Sylvia Earle (Oceanographer, Explorer-in-Residence): [After I suggested she deserves one] Mission Blue, basically did look at it, it was a Netflix film and a film that was just released by National Geographic in January, Sea of Hope, where I went with photographer Brian Skerry, National Geographic, and a number of teenagers around the country looking at places, blue parks for the sea to be the equivalent of national parks on the land. Hope spots, if you will.
So, I think people such as Kathryn Sullivan, who was the former chief scientist and later the administrator of NOAA, astronaut–I mean she’s a perfect model for telling her story.
I think of Rita Colwell, who was head of the National Science Foundation for eight years. She’s a microbiologist, she’s a rock star in science and she ought to be celebrated the way sports heroes are and musicians are, because she’s really documenting the music of life. And a great communicator.
Garrett Oliver (Brewmaster, National Geographic Atlas of Beer): “I would love to see a biopic about Marie Curie, in particular.
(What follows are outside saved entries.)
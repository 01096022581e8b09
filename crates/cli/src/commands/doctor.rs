//! Doctor command - validate configuration and show status

use anyhow::Result;
use listing_guard_adapters::store::SqliteListingStore;
use serde::Serialize;
use std::path::{Path, PathBuf};

use crate::args::DoctorArgs;
use crate::commands::rules::load_rulebook;
use crate::config::AppConfig;

#[derive(Debug, Serialize)]
struct DoctorReport {
    config: CheckResult,
    rulebook: CheckResult,
    images: CheckResult,
    store: CheckResult,
    overall: String,
}

#[derive(Debug, Serialize)]
struct CheckResult {
    status: String,
    message: String,
    details: Option<serde_json::Value>,
}

impl CheckResult {
    fn ok(message: impl Into<String>) -> Self {
        Self {
            status: "ok".to_string(),
            message: message.into(),
            details: None,
        }
    }

    fn warn(message: impl Into<String>) -> Self {
        Self {
            status: "warn".to_string(),
            message: message.into(),
            details: None,
        }
    }

    fn error(message: impl Into<String>) -> Self {
        Self {
            status: "error".to_string(),
            message: message.into(),
            details: None,
        }
    }

    fn with_details(mut self, details: serde_json::Value) -> Self {
        self.details = Some(details);
        self
    }

    fn is_ok(&self) -> bool {
        self.status == "ok"
    }

    fn is_error(&self) -> bool {
        self.status == "error"
    }
}

pub async fn execute(args: DoctorArgs, config_path: Option<PathBuf>) -> Result<()> {
    let mut report = DoctorReport {
        config: CheckResult::error("Not checked"),
        rulebook: CheckResult::error("Not checked"),
        images: CheckResult::error("Not checked"),
        store: CheckResult::error("Not checked"),
        overall: "error".to_string(),
    };

    // Check config
    let config = match AppConfig::load(config_path.as_deref()) {
        Ok(c) => {
            report.config = CheckResult::ok("Configuration loaded successfully");
            Some(c)
        }
        Err(e) => {
            report.config = CheckResult::error(format!("Failed to load config: {:#}", e));
            None
        }
    };

    if let Some(ref config) = config {
        report.rulebook = check_rulebook(config).await;
        report.images = check_images(config);
        report.store = check_store(&config.general.store_db_path).await;
    }

    // Determine overall status
    let checks = [
        &report.config,
        &report.rulebook,
        &report.images,
        &report.store,
    ];

    let has_error = checks.iter().any(|c| c.is_error());
    let all_ok = checks.iter().all(|c| c.is_ok());

    report.overall = if has_error {
        "error".to_string()
    } else if all_ok {
        "ok".to_string()
    } else {
        "warn".to_string()
    };

    // Output report
    if args.json {
        println!("{}", serde_json::to_string_pretty(&report)?);
    } else {
        print_report(&report);
    }

    if report.overall == "error" {
        std::process::exit(1);
    }

    Ok(())
}

async fn check_rulebook(config: &AppConfig) -> CheckResult {
    let source = match &config.general.rulebook_path {
        Some(path) => path.display().to_string(),
        None => "builtin".to_string(),
    };

    match load_rulebook(config).await {
        Ok(rulebook) => CheckResult::ok(format!(
            "Rulebook: {} ({} tag rules, {} blocked terms)",
            source,
            rulebook.tagging.rules.len(),
            rulebook.moderation.blocked_terms.len()
        ))
        .with_details(serde_json::json!({
            "source": source,
            "fingerprint": rulebook.fingerprint(),
            "tag_rules": rulebook.tagging.rules.len(),
            "keyword_entries": rulebook.keywords.entries().len(),
        })),
        Err(e) => CheckResult::error(format!("{:#}", e)),
    }
}

fn check_images(config: &AppConfig) -> CheckResult {
    let limits = &config.images;

    if limits.min_bytes > limits.max_bytes {
        return CheckResult::error(format!(
            "min_bytes ({}) exceeds max_bytes ({})",
            limits.min_bytes, limits.max_bytes
        ));
    }
    if limits.min_dimension > limits.max_dimension {
        return CheckResult::error(format!(
            "min_dimension ({}) exceeds max_dimension ({})",
            limits.min_dimension, limits.max_dimension
        ));
    }
    if limits.allowed_extensions.is_empty() {
        return CheckResult::warn("No allowed extensions configured; every upload is rejected");
    }

    CheckResult::ok(format!(
        "{}-{} bytes, {}-{} px, types: {}",
        limits.min_bytes,
        limits.max_bytes,
        limits.min_dimension,
        limits.max_dimension,
        limits.allowed_extensions.join(", ")
    ))
}

async fn check_store(path: &Path) -> CheckResult {
    if !path.exists() {
        return CheckResult::warn(format!(
            "Listing store does not exist yet: {} (created on first import)",
            path.display()
        ));
    }

    let store = match SqliteListingStore::new(path).await {
        Ok(s) => s,
        Err(e) => return CheckResult::error(format!("Failed to open listing store: {}", e)),
    };

    match store.count().await {
        Ok(count) => CheckResult::ok(format!("{} listings in {}", count, path.display()))
            .with_details(serde_json::json!({ "count": count })),
        Err(e) => CheckResult::error(format!("Failed to query listing store: {}", e)),
    }
}

fn print_report(report: &DoctorReport) {
    println!("listing-guard Doctor Report");
    println!("===========================");
    println!();

    print_check("Config", &report.config);
    print_check("Rulebook", &report.rulebook);
    print_check("Images", &report.images);
    print_check("Store", &report.store);

    println!();
    let symbol = match report.overall.as_str() {
        "ok" => "✓",
        "warn" => "⚠",
        _ => "✗",
    };
    println!("{} Overall: {}", symbol, report.overall.to_uppercase());
}

fn print_check(name: &str, result: &CheckResult) {
    let symbol = match result.status.as_str() {
        "ok" => "✓",
        "warn" => "⚠",
        _ => "✗",
    };
    println!("{} {}: {}", symbol, name, result.message);
}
Not only did she discover all these thing surrounding radiation, she knew that it was killing her. And she kept going for it anyway, I mean she had the fire and that’s what you see in every great scientist.”
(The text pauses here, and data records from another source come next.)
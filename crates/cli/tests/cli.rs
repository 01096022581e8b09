use assert_cmd::cargo::cargo_bin_cmd;
use predicates::prelude::*;
use serde_json::Value;
use std::fs;
use std::path::Path;
use tempfile::TempDir;

fn listing_guard(dir: &TempDir) -> assert_cmd::Command {
    let mut cmd = cargo_bin_cmd!("listing-guard");
    cmd.current_dir(dir.path());
    cmd
}

/// PNG of pseudo-random pixels so it does not compress below the size floor
fn write_noisy_png(path: &Path, width: u32, height: u32) {
    let img = image::RgbImage::from_fn(width, height, |x, y| {
        let mut v = x.wrapping_mul(2_654_435_761) ^ y.wrapping_mul(40_503);
        v ^= v >> 13;
        v = v.wrapping_mul(0x5bd1_e995);
        v ^= v >> 15;
        let [r, g, b, _] = v.to_le_bytes();
        image::Rgb([r, g, b])
    });
    img.save(path).expect("write png");
}

fn stdout_json(output: &std::process::Output) -> Value {
    serde_json::from_slice(&output.stdout).expect("valid json")
}

#[test]
fn config_init_writes_example_file() {
    let dir = TempDir::new().expect("temp dir");
    let config_path = dir.path().join("config.toml");

    listing_guard(&dir)
        .args(["config", "init", "--path"])
        .arg(&config_path)
        .assert()
        .success();

    let content = fs::read_to_string(&config_path).expect("read config");
    assert!(content.contains("store_db_path"));
    assert!(content.contains("max_dimension = 4096"));

    listing_guard(&dir)
        .args(["config", "init", "--path"])
        .arg(&config_path)
        .assert()
        .failure()
        .stderr(predicate::str::contains("already exists"));
}

#[test]
fn config_show_reflects_env_overrides() {
    let dir = TempDir::new().expect("temp dir");
    fs::write(
        dir.path().join("config.toml"),
        "[general]\nstore_db_path = \"./data/listings.sqlite\"\n",
    )
    .expect("write config");

    let output = listing_guard(&dir)
        .env("LISTING_GUARD__IMAGES__MAX_DIMENSION", "2048")
        .args(["config", "show", "--json"])
        .output()
        .expect("run config show");
    assert!(output.status.success());

    let config = stdout_json(&output);
    assert_eq!(config["general"]["store_db_path"], "./data/listings.sqlite");
    assert_eq!(config["images"]["max_dimension"], 2048);
    assert_eq!(config["images"]["min_dimension"], 100);
    assert_eq!(config["migration"]["page_size"], 100);

    listing_guard(&dir)
        .args(["config", "show"])
        .assert()
        .success()
        .stdout(predicate::str::contains("[images]"))
        .stdout(predicate::str::contains("max_dimension = 4096"));
}

#[test]
fn configured_log_level_applies_without_flag() {
    let dir = TempDir::new().expect("temp dir");
    fs::write(
        dir.path().join("config.toml"),
        "[general]\nlog_level = \"debug\"\n",
    )
    .expect("write config");

    listing_guard(&dir)
        .env_remove("RUST_LOG")
        .args(["moderate", "--title", "Quiet street"])
        .assert()
        .success()
        .stderr(predicate::str::contains("Moderation complete"));

    listing_guard(&dir)
        .env_remove("RUST_LOG")
        .args(["--log-level", "warn", "moderate", "--title", "Quiet street"])
        .assert()
        .success()
        .stderr(predicate::str::contains("Moderation complete").not());
}

#[test]
fn missing_explicit_config_fails() {
    let dir = TempDir::new().expect("temp dir");

    listing_guard(&dir)
        .args(["--config", "nope.toml", "moderate", "--title", "Quiet street"])
        .assert()
        .failure()
        .stderr(predicate::str::contains("Config file not found"));
}

#[test]
fn moderate_reports_each_verdict() {
    let dir = TempDir::new().expect("temp dir");

    let output = listing_guard(&dir)
        .args(["moderate", "--title", "Sunny bungalow near the park", "--json"])
        .output()
        .expect("run moderate");
    assert!(output.status.success());
    assert_eq!(stdout_json(&output)["status"], "approved");

    let output = listing_guard(&dir)
        .args([
            "moderate",
            "--title",
            "Sunny bungalow near the park",
            "--description",
            "This bullshit market",
            "--json",
        ])
        .output()
        .expect("run moderate");
    assert!(output.status.success());
    let value = stdout_json(&output);
    assert_eq!(value["status"], "blocked");
    let reason = value["reason"].as_str().expect("reason");
    assert!(reason.starts_with("Description: "));
    assert!(!reason.contains("bullshit"));

    listing_guard(&dir)
        .args([
            "moderate",
            "--title",
            "See photos at www.example.com today",
        ])
        .assert()
        .success()
        .stdout(predicate::str::contains("Verdict: flagged_for_review"))
        .stdout(predicate::str::contains(
            "Filtered: See photos at [link removed] today",
        ));
}

#[test]
fn tags_outputs_ordered_json() {
    let dir = TempDir::new().expect("temp dir");

    let output = listing_guard(&dir)
        .args([
            "tags",
            "--title",
            "Cozy updated starter home",
            "--city",
            "Orlando",
            "--price",
            "250000",
            "--bedrooms",
            "3",
            "--json",
        ])
        .output()
        .expect("run tags");
    assert!(output.status.success());

    let tags: Vec<String> = serde_json::from_slice(&output.stdout).expect("tag list");
    assert_eq!(
        tags,
        ["#Orlando", "#Under300K", "#StarterHome", "#Renovation"]
    );
}

#[test]
fn tags_for_lease_listing() {
    let dir = TempDir::new().expect("temp dir");

    listing_guard(&dir)
        .args([
            "tags",
            "--title",
            "Heated pool",
            "--price",
            "2400",
            "--listing-type",
            "Rental",
        ])
        .assert()
        .success()
        .stdout(predicate::str::contains("#ForLease"))
        .stdout(predicate::str::contains("#Pool"))
        .stdout(predicate::str::contains("#Under100K").not());
}

#[test]
fn search_resolves_query_and_lists_keywords() {
    let dir = TempDir::new().expect("temp dir");

    listing_guard(&dir)
        .args(["search", "fixer"])
        .assert()
        .success()
        .stdout(predicate::str::contains("#FixerUpper"));

    let output = listing_guard(&dir)
        .args(["search", "--all", "--json"])
        .output()
        .expect("run search");
    assert!(output.status.success());
    let keywords: Vec<String> = serde_json::from_slice(&output.stdout).expect("keywords");
    let mut sorted = keywords.clone();
    sorted.sort();
    sorted.dedup();
    assert_eq!(keywords, sorted);
    assert!(keywords.iter().any(|k| k == "waterfront"));

    listing_guard(&dir).args(["search"]).assert().failure();
}

#[test]
fn check_image_accepts_valid_png() {
    let dir = TempDir::new().expect("temp dir");
    let path = dir.path().join("front.png");
    write_noisy_png(&path, 200, 200);

    let output = listing_guard(&dir)
        .args(["check-image", "--json", "--file"])
        .arg(&path)
        .output()
        .expect("run check-image");
    assert!(output.status.success());

    let value = stdout_json(&output);
    assert_eq!(value["valid"], true);
    assert_eq!(value["extension"], "png");
    assert_eq!(value["dimensions"]["width"], 200);
}

#[test]
fn check_image_rejections_exit_nonzero() {
    let dir = TempDir::new().expect("temp dir");
    let tiny = dir.path().join("tiny.png");
    write_noisy_png(&tiny, 50, 50);

    listing_guard(&dir)
        .args(["check-image", "--file"])
        .arg(&tiny)
        .assert()
        .failure()
        .stdout(predicate::str::contains("outside the allowed range"));

    let front = dir.path().join("front.png");
    write_noisy_png(&front, 200, 200);
    listing_guard(&dir)
        .args(["check-image", "--name", "front.gif", "--file"])
        .arg(&front)
        .assert()
        .failure()
        .stdout(predicate::str::contains("Unsupported file type 'gif'"));

    let garbage = dir.path().join("broken.jpg");
    fs::write(&garbage, vec![0u8; 2048]).expect("write garbage");
    listing_guard(&dir)
        .args(["check-image", "--file"])
        .arg(&garbage)
        .assert()
        .failure()
        .stdout(predicate::str::contains("invalid image"));
}

#[test]
fn env_overrides_image_limits() {
    let dir = TempDir::new().expect("temp dir");
    let path = dir.path().join("front.png");
    write_noisy_png(&path, 200, 200);

    listing_guard(&dir)
        .env("LISTING_GUARD__IMAGES__MAX_DIMENSION", "150")
        .args(["check-image", "--file"])
        .arg(&path)
        .assert()
        .failure()
        .stdout(predicate::str::contains("100-150 pixels"));
}

#[test]
fn screen_reports_full_outcome() {
    let dir = TempDir::new().expect("temp dir");
    write_noisy_png(&dir.path().join("front.png"), 200, 200);
    write_noisy_png(&dir.path().join("thumb.png"), 50, 50);

    let submission = dir.path().join("submission.json");
    fs::write(
        &submission,
        r#"{
  "title": "Cozy starter home, DM me on telegram",
  "city": "Orlando",
  "price": 250000,
  "bedrooms": 3,
  "images": [{"path": "front.png"}]
}"#,
    )
    .expect("write submission");

    let output = listing_guard(&dir)
        .args(["screen", "--json", "--file"])
        .arg(&submission)
        .output()
        .expect("run screen");
    assert!(output.status.success());

    let value = stdout_json(&output);
    assert_eq!(value["verdict"]["status"], "flagged_for_review");
    assert_eq!(value["tags"][0], "#Orlando");
    assert!(
        value["tags"]
            .as_array()
            .expect("tags")
            .iter()
            .any(|t| t == "#StarterHome")
    );
    assert_eq!(value["image_errors"].as_array().expect("errors").len(), 0);

    fs::write(
        &submission,
        r#"{"title": "Quiet street", "images": [{"path": "front.png"}, {"path": "thumb.png"}]}"#,
    )
    .expect("write submission");

    listing_guard(&dir)
        .args(["screen", "--file"])
        .arg(&submission)
        .assert()
        .failure()
        .stdout(predicate::str::contains("Image 1 (thumb.png)"))
        .stdout(predicate::str::contains("Not publishable"));
}

#[test]
fn import_then_migrate() {
    let dir = TempDir::new().expect("temp dir");
    let db = dir.path().join("listings.sqlite");
    let listings = dir.path().join("listings.jsonl");
    fs::write(
        &listings,
        concat!(
            r#"{"id": "a", "title": "Heated pool"}"#,
            "\n\n",
            r##"{"id": "b", "title": "Lake house with dock", "tags": ["#Waterfront", "#Vacation"], "features": ["paid_open_house"]}"##,
            "\n",
        ),
    )
    .expect("write listings");

    listing_guard(&dir)
        .args(["import", "--file"])
        .arg(&listings)
        .arg("--db")
        .arg(&db)
        .assert()
        .success()
        .stdout(predicate::str::contains("Imported 2 listings"));

    let retag = |dry_run: bool| {
        let mut cmd = listing_guard(&dir);
        cmd.args(["migrate", "retag", "--json", "--db"]).arg(&db);
        if dry_run {
            cmd.arg("--dry-run");
        }
        let output = cmd.output().expect("run migrate");
        assert!(output.status.success());
        stdout_json(&output)
    };

    let report = retag(true);
    assert_eq!(report["dry_run"], true);
    assert_eq!(report["scanned"], 2);
    assert_eq!(report["updated"], 1);
    assert_eq!(report["skipped"], 1);

    // Dry run wrote nothing, so the real run still has work
    let report = retag(false);
    assert_eq!(report["updated"], 1);
    assert_eq!(report["failed"], 0);
    assert_eq!(report["job"]["kind"], "regenerate_tags");
    assert_eq!(report["rulebook_hash"].as_str().expect("hash").len(), 64);

    let report = retag(false);
    assert_eq!(report["updated"], 0);
    assert_eq!(report["skipped"], 2);

    let output = listing_guard(&dir)
        .args([
            "migrate",
            "patch",
            "--feature",
            "paid_open_house",
            "--tag",
            "#OpenHouse",
            "--json",
            "--db",
        ])
        .arg(&db)
        .output()
        .expect("run patch");
    assert!(output.status.success());
    let report = stdout_json(&output);
    assert_eq!(report["matched"], 1);
    assert_eq!(report["updated"], 1);
    assert_eq!(report["job"]["tag"], "#OpenHouse");

    listing_guard(&dir)
        .args(["migrate", "patch", "--feature", "x", "--tag", "OpenHouse", "--db"])
        .arg(&db)
        .assert()
        .failure()
        .stderr(predicate::str::contains("Invalid tag"));
}

#[test]
fn import_rejects_malformed_line() {
    let dir = TempDir::new().expect("temp dir");
    let listings = dir.path().join("listings.jsonl");
    fs::write(&listings, "{\"id\": \"a\", \"title\": \"ok\"}\n{not json}\n").expect("write");

    listing_guard(&dir)
        .args(["import", "--file"])
        .arg(&listings)
        .assert()
        .failure()
        .stderr(predicate::str::contains("line 2"));

    assert!(!dir.path().join("listings.sqlite").exists());
}

#[test]
fn rules_export_validates_and_matches_fingerprint() {
    let dir = TempDir::new().expect("temp dir");

    let output = listing_guard(&dir)
        .args(["rules", "export"])
        .output()
        .expect("run export");
    assert!(output.status.success());
    let rules_path = dir.path().join("rules.toml");
    fs::write(&rules_path, &output.stdout).expect("write rules");

    let output = listing_guard(&dir)
        .args(["rules", "fingerprint"])
        .output()
        .expect("run fingerprint");
    assert!(output.status.success());
    let builtin = String::from_utf8(output.stdout).expect("utf8");
    let builtin = builtin.trim();

    listing_guard(&dir)
        .args(["rules", "validate", "--path"])
        .arg(&rules_path)
        .assert()
        .success()
        .stdout(predicate::str::contains(builtin));
}

#[test]
fn rules_validate_fails_on_bad_table() {
    let dir = TempDir::new().expect("temp dir");
    let rules_path = dir.path().join("rules.toml");
    fs::write(
        &rules_path,
        "[[tagging.rules]]\ntag = \"NoHash\"\ntrigger = { kind = \"phrases\", any = [\"x\"] }\n",
    )
    .expect("write rules");

    listing_guard(&dir)
        .args(["rules", "validate", "--path"])
        .arg(&rules_path)
        .assert()
        .failure()
        .stderr(predicate::str::contains("Validation failed"));
}

#[test]
fn configured_rulebook_changes_moderation() {
    let dir = TempDir::new().expect("temp dir");
    fs::write(
        dir.path().join("rules.toml"),
        "[moderation]\nblocked_terms = [\"darn\"]\n",
    )
    .expect("write rules");
    fs::write(
        dir.path().join("config.toml"),
        "[general]\nrulebook_path = \"rules.toml\"\n",
    )
    .expect("write config");

    let output = listing_guard(&dir)
        .args(["moderate", "--title", "Darn nice porch", "--json"])
        .output()
        .expect("run moderate");
    assert!(output.status.success());
    assert_eq!(stdout_json(&output)["status"], "blocked");
}

#[test]
fn doctor_reports_json() {
    let dir = TempDir::new().expect("temp dir");

    let output = listing_guard(&dir)
        .args(["doctor", "--json"])
        .output()
        .expect("run doctor");
    assert!(output.status.success());

    let value = stdout_json(&output);
    assert_eq!(value["config"]["status"], "ok");
    assert_eq!(value["rulebook"]["status"], "ok");
    assert_eq!(value["rulebook"]["details"]["source"], "builtin");
    assert_eq!(value["store"]["status"], "warn");
    assert_eq!(value["overall"], "warn");
}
Dr. Albert Yu-Min Lin (National Geographic Emerging Explorer, Engineer): “There’s the standard bearers like Jane Goodall and others, but the one that I’ve been really interested in really is Marie Tharp. She’s the one who really discovered the mid-Atlantic ridge. But at the time, she’s proposing all these ideas and her bosses were like, “Oh, that’s just girl talk. That’s not real.” Then she started mapping the thing, and she was right and they left her off of all the papers, all the scientific publications. And they were so discriminatory to her ideas because she was a woman, but if you look back at it she actually identified some of the most fundamental of our understandings of the planet by having curiosity and intuition on her side.”
Neil deGrasse Tyson (Astrophysicist): “I was delighted to see Agora, which was on the woman Hypatia. That’s going back. We’re overdue for Marie Curie. She had a complicated social life, so you could run with that if producers need that. There’s Marie Curie, the first person to win two Nobel prizes. We’re overdue on that.
“There’s another woman who was on the heels of discovering DNA, Rosalind Franklin, so she’s somebody we’re a little overdue on.
“There’s a book that Dava Sobel just came out with which has a similar spiritual presence as the Hidden Figures book. This is on the woman at the Harvard College Observatory who decoded the nature of stars in the universe. Why? Because that activity was deemed below the work of men. So they were women calculating the properties of stars, and they made all the cool discoveries in the first half of the twentieth century. So Dava Sobel just wrote a book on that called The Glass Universe and that, I’d be delighted to see that become a movie.”
That’s a lot of amazing women. Hollywood, are you taking notes? Earle, who’s spent more than 7000 hours underwater, also hit on the importance of representing science in popular culture. She told us, “There’s a nice long list of not just women, but also guys who are under-sung heroes that are making a difference.”
“We need to look around and think, ‘What is making a difference of humankind?'” says Earle, “It isn’t just–I love the music and I love the sports, I love all the things that humans excel at–but excellence in science ought to be as popular and worthy of celebration and getting kids to want to be a botanist! Be an engineer, like in The Martian!”
What women in science do you think deserves a biopic?